In various embodiments, the polyurethane (meth) acrylate may be prepared by: aliphatic and/or aromatic diisocyanates are reacted with OH group-terminated polyester polyols (including aromatic, aliphatic and mixed aliphatic/aromatic polyester polyols), polyether polyols, polycarbonate polyols, polycaprolactone polyols, polydimethylsiloxane polyols or polybutadiene polyols, or combinations thereof, to form isocyanate-functionalized oligomers, which are subsequently reacted with a hydroxyl-functionalized (meth) acrylate such as hydroxyethyl acrylate or hydroxyethyl methacrylate to provide (meth) acrylate end groups. For example, the urethane (meth) acrylate may contain two, three, four, or more (meth) acrylate functional groups per molecule.
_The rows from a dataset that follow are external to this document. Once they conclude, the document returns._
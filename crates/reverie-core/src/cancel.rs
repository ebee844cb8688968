//! Epoch-based cooperative cancellation.
//!
//! Every delayed continuation (a typewriter tick, a pause between reveal
//! stages) snapshots the current [`Epoch`] when it is scheduled and compares
//! it again right before producing a visible effect. Bumping the source
//! invalidates every outstanding snapshot at once.

use std::fmt;
use std::sync::Arc;
use std::sync::atomic::{AtomicU64, Ordering};

use serde::Serialize;

/// Version stamp captured by scheduled work.
#[derive(Debug, Clone, Copy, PartialEq, Eq, PartialOrd, Ord, Hash, Serialize)]
pub struct Epoch(pub u64);

impl fmt::Display for Epoch {
    fn fmt(&self, f: &mut fmt::Formatter<'_>) -> fmt::Result {
        write!(f, "{}", self.0)
    }
}

/// Issues monotonically increasing epochs.
///
/// Clones share one counter. The stage's event loop is the only writer;
/// sessions only read.
#[derive(Debug, Clone, Default)]
pub struct CancellationSource {
    counter: Arc<AtomicU64>,
}

impl CancellationSource {
    /// Creates a source starting at epoch 0.
    #[must_use]
    pub fn new() -> Self {
        Self::default()
    }

    /// Increments the counter and returns the new epoch.
    pub fn bump(&self) -> Epoch {
        Epoch(self.counter.fetch_add(1, Ordering::AcqRel) + 1)
    }

    /// Reads the current epoch without mutating it.
    #[must_use]
    pub fn current(&self) -> Epoch {
        Epoch(self.counter.load(Ordering::Acquire))
    }

    /// Returns `true` if `epoch` is still the current one.
    #[must_use]
    pub fn is_current(&self, epoch: Epoch) -> bool {
        self.current() == epoch
    }
}

#[cfg(test)]
mod tests {
    use super::*;

    #[test]
    fn test_new_source_starts_at_zero() {
        let source = CancellationSource::new();

        assert_eq!(source.current(), Epoch(0));
    }

    #[test]
    fn test_bump_returns_incremented_epoch() {
        // Arrange
        let source = CancellationSource::new();

        // Act
        let first = source.bump();
        let second = source.bump();

        // Assert
        assert_eq!(first, Epoch(1));
        assert_eq!(second, Epoch(2));
        assert_eq!(source.current(), Epoch(2));
    }

    #[test]
    fn test_clones_share_the_counter() {
        // Arrange
        let source = CancellationSource::new();
        let reader = source.clone();
        let captured = reader.current();

        // Act
        source.bump();

        // Assert
        assert!(!reader.is_current(captured));
        assert_eq!(reader.current(), Epoch(1));
    }
}
//! Reverie — transition effects.
//!
//! A transition covers the whole viewport, hands control to the caller at
//! the instant of maximum coverage (where the stage swaps scenes), then
//! releases the occlusion on the next frame.

pub mod effect;
pub mod geometry;
pub mod kind;
pub mod surface;

pub use effect::{CoverFuture, TransitionConfig, TransitionPhase, TransitionRun, Transitioner};
pub use geometry::{IrisParams, OcclusionPlan, TileCell, TileGrid};
pub use kind::{EffectHint, ParseKindError, TransitionKind};
pub use surface::OcclusionSurface;
//! Read model published by the stage after every state change.

use reverie_core::cancel::Epoch;
use reverie_core::scene_id::SceneId;
use serde::Serialize;

use crate::domain::score::Scorecard;
use crate::domain::surface::ProgressBadge;

/// Serializable state of the stage at one point in time.
#[derive(Debug, Clone, PartialEq, Eq, Serialize)]
pub struct StageSnapshot {
    /// Active scene.
    pub current_scene: Option<SceneId>,
    /// Whether any scene has been shown.
    pub started: bool,
    /// Whether a transition is in flight.
    pub transitioning: bool,
    /// Current cancellation epoch.
    pub epoch: Epoch,
    /// Completed scenes, sorted.
    pub completed: Vec<SceneId>,
    /// Completion badge.
    pub badge: ProgressBadge,
    /// Stars and grade.
    pub scorecard: Scorecard,
    /// Catalog order.
    pub order: Vec<SceneId>,
}
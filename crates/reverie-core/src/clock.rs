//! Clock abstraction for determinism.

use chrono::{DateTime, Utc};

/// Abstraction over wall-clock time, used to stamp transition runs.
pub trait Clock: Send + Sync {
    /// Returns the current time.
    fn now(&self) -> DateTime<Utc>;
}

/// Production clock that delegates to the system clock.
#[derive(Debug, Clone, Copy)]
pub struct SystemClock;

impl Clock for SystemClock {
    fn now(&self) -> DateTime<Utc> {
        Utc::now()
    }
}
impl StageBuilder {
    /// Sets the stage configuration.
    #[must_use]
    pub fn config(mut self, config: StageConfig) -> Self {
        self.config = config;
        self
    }

    /// Sets the side-effect collaborators.
    #[must_use]
    pub fn effects(mut self, effects: Effects) -> Self {
        self.effects = effects;
        self
    }

    /// Sets the viewport provider used for transition geometry.
    #[must_use]
    pub fn viewport(mut self, viewport: Arc<dyn ViewportProvider>) -> Self {
        self.viewport = viewport;
        self
    }

    /// Attaches the occlusion layer. Without one every transition degrades
    /// to `None`.
    #[must_use]
    pub fn occlusion(mut self, occlusion: Arc<dyn OcclusionSurface>) -> Self {
        self.occlusion = Some(occlusion);
        self
    }

    /// Attaches the render container. Without one rendering is a no-op.
    #[must_use]
    pub fn surface(mut self, surface: Arc<dyn StageSurface>) -> Self {
        self.surface = Some(surface);
        self
    }

    /// Sets the clock that stamps transition runs.
    #[must_use]
    pub fn clock(mut self, clock: Arc<dyn Clock>) -> Self {
        self.clock = clock;
        self
    }

    /// Builds the stage. Nothing is shown until the first request.
    #[must_use]
    pub fn build(self) -> Stage {
        let cancel = CancellationSource::new();
        let typewriter = Typewriter::new(cancel.clone(), Arc::clone(&self.effects.audio))
            .with_pacing(self.config.pacing);
        let transitioner = Transitioner::new(
            self.config.transition,
            self.viewport,
            self.occlusion,
            self.clock,
        );
        let (tx, commands) = mpsc::unbounded_channel();
        let (snapshot, _) = watch::channel(StageSnapshot {
            current_scene: None,
            started: false,
            transitioning: false,
            epoch: cancel.current(),
            completed: Vec::new(),
            badge: ProgressBadge {
                completed: 0,
                total: self.catalog.len(),
            },
            scorecard: Scorecard::new(0, self.catalog.scored_count()),
            order: self.catalog.order(),
        });

        let stage = Stage {
            state: GameState::new(),
            catalog: self.catalog,
            config: self.config,
            cancel,
            typewriter,
            transitioner,
            effects: self.effects,
            surface: self.surface,
            mounted: None,
            pending: None,
            commands,
            handle: StageHandle::new(tx),
            snapshot,
        };
        stage.refresh_badge();
        stage
    }
}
In certain embodiments of the present invention, one or more urethane diacrylates are used. For example, the composition may comprise at least one urethane diacrylate comprising a difunctional aromatic urethane acrylate oligomer, a difunctional aliphatic urethane acrylate oligomer, and combinations thereof. In certain embodiments, a difunctional aromatic urethane acrylate oligomer, such as those available from Sartomer USA, LLC (Exton, Pennsylvania), under the trade name CN9782, may be used as the at least one urethane diacrylate. In other embodiments, a difunctional aliphatic urethane acrylate oligomer, such as those available under the trade designation CN9023 from Sartomer USA, LLC, may be used as the at least one urethane diacrylate. CN9782, CN9023, CN978, CN965, CN9031, CN8881 and CN8886 (all available from Sartomer USA, LLC) may all be advantageously used as urethane diacrylates in the compositions of the present invention.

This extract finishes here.